Wednesday, April 21, 2010

To Eat or Not To Eat?

Here is a question I recently received from

Is it ok to eat peas & carrots if you have diabetes? I heard to avoid those two veggies.

Vegetables are something that you definitely do not want to avoid. However, with starchy vegetables, you need to monitor the portion sizes and what you eat them with.

Non-starchy vegetables are vegetables that you don not have to monitor your intake as carefully, as they do not affect your blood sugars. These include carrots, broccoli, lettuce, cauliflower, among many others. A reminder that portion sizes are 1 cup raw or 1/2 cup cooked serving.

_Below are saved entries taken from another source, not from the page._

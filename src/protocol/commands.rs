//! Module `commands`
//!
//! Request types for the JSON-lines wire protocol. Each line carries one
//! request; `op` selects the operation.

use serde::Deserialize;

/// Represents a request parsed from a client line.
#[derive(Debug, PartialEq, Deserialize)]
pub struct Request {
    /// Echoed back on the matching response
    #[serde(default)]
    pub id: Option<u64>,
    #[serde(flatten)]
    pub command: Command,
}

/// Represents a store operation and its arguments.
///
/// Binary payloads travel as base64 strings.
#[derive(Debug, PartialEq, Deserialize)]
#[serde(tag = "op", rename_all = "camelCase")]
pub enum Command {
    Delete { path: String },
    GetData { path: String },
    GetText { path: String },
    List {
        #[serde(default)]
        path: String,
    },
    DeepList {
        #[serde(default)]
        path: String,
    },
    SetData { path: String, data: String },
    SetText { path: String, text: String },
}

impl Command {
    /// Store path the command targets
    pub fn path(&self) -> &str {
        match self {
            Command::Delete { path }
            | Command::GetData { path }
            | Command::GetText { path }
            | Command::List { path }
            | Command::DeepList { path }
            | Command::SetData { path, .. }
            | Command::SetText { path, .. } => path,
        }
    }

    /// Wire name of the operation
    pub fn name(&self) -> &'static str {
        match self {
            Command::Delete { .. } => "delete",
            Command::GetData { .. } => "getData",
            Command::GetText { .. } => "getText",
            Command::List { .. } => "list",
            Command::DeepList { .. } => "deepList",
            Command::SetData { .. } => "setData",
            Command::SetText { .. } => "setText",
        }
    }
}
//! Error handlers
//!
//! Maps errors onto the discriminated codes seen by protocol clients.

use crate::error::types::{ProtocolError, StorageError};
use log::{error, warn};

/// Log a storage failure at a level matching its severity
pub fn handle_error(operation: &str, err: &StorageError) {
    match err {
        StorageError::IoFailure(_) => error!("{} failed: {}", operation, err),
        _ => warn!("{} failed: {}", operation, err),
    }
}

/// Convert a storage error to its boundary code
pub fn error_code(err: &StorageError) -> &'static str {
    match err {
        StorageError::InvalidPath(_) => "EINVAL",
        StorageError::NotFound(_) => "ENOENT",
        StorageError::NotAFolder(_) => "ENOTDIR",
        StorageError::IsAFolder(_) => "EISDIR",
        StorageError::DecodeError(_) => "EILSEQ",
        StorageError::IoFailure(_) => "EIO",
    }
}

/// Convert a storage error to the message sent with its code
pub fn error_message(err: &StorageError) -> String {
    match err {
        StorageError::NotFound(path) => format!("Cannot read '{}'", path),
        other => other.to_string(),
    }
}

/// Convert a protocol error to its boundary code
pub fn protocol_error_code(err: &ProtocolError) -> &'static str {
    match err {
        ProtocolError::MalformedRequest(_) => "EPROTO",
        ProtocolError::RequestTooLong { .. } => "EPROTO",
        ProtocolError::InvalidBase64(_) => "EINVAL",
    }
}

The starchy vegetables are those you have to monitor, due to their carbohydrate content. Remember that these vegetables contain enough carbohydrate as blood sugars. Starchy vegetables include peas, corn, and potatoes. Again, portion sizes are 1 cup raw or 1/2 cup cooked serving.

Remember to "eat the rainbow"- eat a wide variety of starchy and non-starchy vegetables to obtain the maximum benefits friom your diet.

Sunday, April 18, 2010

Here is a question I recently received from

Since I live alone, I rarely cook (if ever). I have type 2 diabetes and I’m wondering which is better… eating frozen dinners or restaurant food? Thank you for your help.

Unfortunately, both frozen foods and restaurant foods tend to be high in fat, sodium, and calories.

From a portion control standpoint, frozen foods are better, as you have more control of the amount that you eat. Also, by reading the nutrition facts before purchasing, you have the opportunity to choose the more healthy varieties.

Restaurant foods, on the other hand, serve very large portions. Consider doing your research prior to dining out; many restaurant chains provide nutrition information on their website. Many also usually indicate more healthy options. Look for leaner proteins such as chicken and fish. choose baked or broiled over fried, and limit or avoid heavy sauces. Even something as innocent as salad can be a disaster- be sure to ask for sauces or dressings on the side.

The most important thing is to do your research and order smart:
*Investigate food labels and compare frozen entrees prior to buying. Remember, just because it's on sale doesn't mean it's good for you.
*Do your research! Investigate and compare nutrition facts of food items prior to buying.
*Opt for broiled or grilled entrees.
*Avoid sauces or dressing or ask for them on on the side.
*Split an entree with a friend or bag it for another meal.
*Be mindful for portion sizes- eat as you normally would at home.
*Choose lean proteins such as skinless turkey, chicken, or fish.
Here is a question I recently received from

My 45 year-old husband was diagnosed with type 2 diabetes a few months ago. Is it true that you can reverse diabetes?

Unfortunately, once diagnosed with diabetes, you have it for life. It is not reversible. However, the important thing is to take ownership of the disease and live a healthy lifestyle to manage diabetes and prevent further health complications.

Some tips include:
*Checking blood sugars regularly
*Not skipping meals
*Taking medications
*Exercising regularly
*Maintain a healthy weight, or strive for moderate weight loss if overweight
*Regularly visit your doctor

Saturday, April 3, 2010

Sugar-Free Foods

Below is a question I received from

My doctor recently diagnosed me with type 2 diabetes. I know it is important to watch my sugar intake. Is sugarless candy really sugarless?

A lot of confusion brought on by the diabetic diet relays back to what is considered "sugar". People often use the words "sugar" and carbohydrate interchangabily without knowing the difference. Sugar is a substance that makes food sweet (think table sugar). Carbohydrates are found in foods (including sugar) that breask down into our body into glucose (blood sugar) to provide needed energy for our cells.

So, yes, while you need to watch your sugar and sweet foods for diabetes, it is more important that you watch your carbohydrate intake. Carbohydrate foods fall into 3 categories: starches (cereal, bread, pasta, starchy vegetables); dairy (milk, yogurt, cheese); and fruit/fruit juices.

Back to your question: while sugar-free candy may not have sugar in it, it may contain carbohydrate. Be sure to check the food label to make a wise choice.

However, candy doesn't have a lot of substance to it. When choosing carbohydrates, try to choose as many whole grains as you can (think fiber), to help you feel full longer.